Como resultado, tenemos una comunicación pública llena de gazapos y de comodines, y la mayoría de las veces con una pronunciación afectada para dar la impresión de modernidad y sofisticación (sic) tanto en los programas de entretenimiento como en la publicidad, plagados ambos de anglicismos, barbarismos y un catálogo amplio y variado de… necedades.
Tú, fresh y yo, cool, ¿captas?
El reciente apagón hizo que yo resucitara un radio transistor de pilas, que conecté para saber qué estaba pasando.
Por ser de día, la oscuridad física no se pudo comparar con el oscurantismo informativo que estábamos viviendo: una serie de programas de música, anécdotas y consejos de belleza me llegaron por las ondas hertzianas y poco o nada de la incertidumbre por la crisis eléctrica, descrita así porque estaba prohibido decir apagón.
En poco tiempo, caigo en cuenta del estilo alienante de los locutores y periodistas venezolanos que hablan con el estilo de la publicidad estadounidense y que ya no anuncian las canciones en español, sino directamente en inglés, mientras que los comentarios sonaban más afectados que esos colegas de Univisión tratando de pronunciar el apellido Clinton evadiendo la te para parecer nativos de Minnesota (Minesora, dicen).
Ahora bien, cuando hablan en serio, entonces los locutores sacan un vocabulario caracterizado por el frenesí de usar los prefijos híper, súper, recontra, mega y macro; de importar términos que tienen perfecta traducción al español; o de derivar palabras dizque cultas, como esos verbos formados con izar (liderizar, por liderar; concretizar, por concretar), con lo que terminamos mejorizando el idioma, en vez de simplemente mejorarlo, como bromeaba el cineasta cubanovenezolano Mario Crespo.
En este mundo donde la tecnología ha puesto en pico de zamuro el conocimiento y la inteligencia artificial nos amenaza con la producción cultural poshumana, lo que queda de real es la cantidad de sandeces que muchos ignorantes propagan mediante los procesos públicos de comunicación. Ya casi se consideran caducas la elegancia en el decir de un Tinedo Guía y la sagacidad de un Renny Ottolina. En cambio, una caterva de influenciadores, tiktokeros, predicadores de plaza y picos de plata, de toda calaña y sin cultura, contaminan con lenguaje violento, incorrecto y vulgar las redes que más se consumen en la actualidad, cuyo impacto es aun mayor en un país que ya no cuenta con un ecosistema comunicacional fuerte, sino uno exiguo, acobardado y blandengue, enfocado en su supervivencia económica y ciego ante las necesidades informativas del público, es decir, la prensa tan triste como la escuela pública.

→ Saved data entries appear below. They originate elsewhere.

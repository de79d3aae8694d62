// ABOUTME: Learner routes: course outline, progress, lesson completion and assessment submissions
// ABOUTME: Every endpoint authenticates the caller and scopes all work to the caller's site
//
// SPDX-License-Identifier: MIT OR Apache-2.0
// Copyright (c) 2025 Pierre Fitness Intelligence

//! Learner routes
//!
//! Quiz answer keys are stripped from the course outline for callers without
//! the administrator role.

use super::{authenticate, parse_body, parse_id};
use crate::errors::AppError;
use crate::resources::ServerResources;
use axum::body::Bytes;
use axum::extract::{Path, State};
use axum::http::{HeaderMap, StatusCode};
use axum::response::{IntoResponse, Response};
use axum::routing::{get, post};
use axum::{Json, Router};
use lms_core::models::Answers;
use serde::Deserialize;
use serde_json::Value;
use std::sync::Arc;
use uuid::Uuid;

/// Answer submission body
#[derive(Debug, Deserialize)]
pub struct SubmitAnswersBody {
    /// Question index → selected option index
    pub answers: Answers,
}

/// Learner routes handler
pub struct LearnerRoutes;

impl LearnerRoutes {
    /// Create all learner routes
    pub fn routes(resources: Arc<ServerResources>) -> Router {
        Router::new()
            .route("/courses/:id", get(Self::handle_get_course))
            .route("/courses/:id/progress", get(Self::handle_progress))
            .route("/courses/:id/pre-test/submit", post(Self::handle_pre_test))
            .route(
                "/courses/:id/lessons/:lesson_id/complete",
                post(Self::handle_complete_lesson),
            )
            .route(
                "/courses/:id/lessons/:lesson_id/quiz/submit",
                post(Self::handle_lesson_quiz),
            )
            .route(
                "/courses/:id/assessment/submit",
                post(Self::handle_final_assessment),
            )
            .route("/courses/:id/retake", post(Self::handle_retake))
            .with_state(resources)
    }

    /// Handle GET /courses/:id
    async fn handle_get_course(
        State(resources): State<Arc<ServerResources>>,
        headers: HeaderMap,
        Path(id): Path<String>,
    ) -> Result<Response, AppError> {
        let auth = authenticate(&resources, &headers).await?;
        let course_id: Uuid = parse_id(&id, "course id")?;
        let actor = auth.actor();

        let tree = resources.progress.course_outline(&actor, course_id).await?;
        let mut body = serde_json::to_value(&tree)?;
        if !actor.is_admin {
            strip_answer_keys(&mut body);
        }
        Ok((StatusCode::OK, Json(body)).into_response())
    }

    /// Handle GET /courses/:id/progress
    async fn handle_progress(
        State(resources): State<Arc<ServerResources>>,
        headers: HeaderMap,
        Path(id): Path<String>,
    ) -> Result<Response, AppError> {
        let auth = authenticate(&resources, &headers).await?;
        let course_id: Uuid = parse_id(&id, "course id")?;

        let progress = resources
            .progress
            .course_progress(&auth.actor(), course_id)
            .await?;
        Ok((StatusCode::OK, Json(progress)).into_response())
    }

    /// Handle POST /courses/:id/pre-test/submit
    async fn handle_pre_test(
        State(resources): State<Arc<ServerResources>>,
        headers: HeaderMap,
        Path(id): Path<String>,
        body: Bytes,
    ) -> Result<Response, AppError> {
        let auth = authenticate(&resources, &headers).await?;
        let course_id: Uuid = parse_id(&id, "course id")?;
        let request: SubmitAnswersBody = parse_body(&body)?;

        let outcome = resources
            .assessments
            .submit_pre_test(&auth.actor(), course_id, &request.answers)
            .await?;
        Ok((StatusCode::OK, Json(outcome)).into_response())
    }

    /// Handle POST /courses/:id/lessons/:lesson_id/complete
    async fn handle_complete_lesson(
        State(resources): State<Arc<ServerResources>>,
        headers: HeaderMap,
        Path((id, lesson_id)): Path<(String, String)>,
    ) -> Result<Response, AppError> {
        let auth = authenticate(&resources, &headers).await?;
        let course_id: Uuid = parse_id(&id, "course id")?;
        let lesson_id: Uuid = parse_id(&lesson_id, "lesson id")?;

        let completion = resources
            .progress
            .complete_lesson(&auth.actor(), course_id, lesson_id)
            .await?;
        Ok((StatusCode::OK, Json(completion)).into_response())
    }

    /// Handle POST /courses/:id/lessons/:lesson_id/quiz/submit
    async fn handle_lesson_quiz(
        State(resources): State<Arc<ServerResources>>,
        headers: HeaderMap,
        Path((id, lesson_id)): Path<(String, String)>,
        body: Bytes,
    ) -> Result<Response, AppError> {
        let auth = authenticate(&resources, &headers).await?;
        let course_id: Uuid = parse_id(&id, "course id")?;
        let lesson_id: Uuid = parse_id(&lesson_id, "lesson id")?;
        let request: SubmitAnswersBody = parse_body(&body)?;

        let outcome = resources
            .assessments
            .submit_lesson_quiz(&auth.actor(), course_id, lesson_id, &request.answers)
            .await?;
        Ok((StatusCode::OK, Json(outcome)).into_response())
    }

    /// Handle POST /courses/:id/assessment/submit
    async fn handle_final_assessment(
        State(resources): State<Arc<ServerResources>>,
        headers: HeaderMap,
        Path(id): Path<String>,
        body: Bytes,
    ) -> Result<Response, AppError> {
        let auth = authenticate(&resources, &headers).await?;
        let course_id: Uuid = parse_id(&id, "course id")?;
        let request: SubmitAnswersBody = parse_body(&body)?;

        let outcome = resources
            .assessments
            .submit_final_assessment(&auth.actor(), course_id, &request.answers)
            .await?;
        Ok((StatusCode::OK, Json(outcome)).into_response())
    }

    /// Handle POST /courses/:id/retake
    async fn handle_retake(
        State(resources): State<Arc<ServerResources>>,
        headers: HeaderMap,
        Path(id): Path<String>,
    ) -> Result<Response, AppError> {
        let auth = authenticate(&resources, &headers).await?;
        let course_id: Uuid = parse_id(&id, "course id")?;

        let outcome = resources
            .assessments
            .start_retake(&auth.actor(), course_id)
            .await?;
        Ok((StatusCode::OK, Json(outcome)).into_response())
    }
}

/// Remove `isCorrect` flags everywhere in a serialized course tree
fn strip_answer_keys(value: &mut Value) {
    match value {
        Value::Object(map) => {
            map.remove("isCorrect");
            map.values_mut().for_each(strip_answer_keys);
        }
        Value::Array(items) => items.iter_mut().for_each(strip_answer_keys),
        _ => {}
    }
}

En el fondo, la teoría de que el enfoque comunicativo en la enseñanza del idioma materno era suficiente para los venezolanos termina yéndose al traste cuando este no viene respaldado por una educación de calidad, esa en la que la exigencia y el esfuerzo eran sinónimo de excelencia, vocablo este que era casi un fetiche entre los docentes de las décadas precedentes, antes de que, a fuerza de populismo, se convirtiera en un mero lema para tapar la mediocridad con diploma.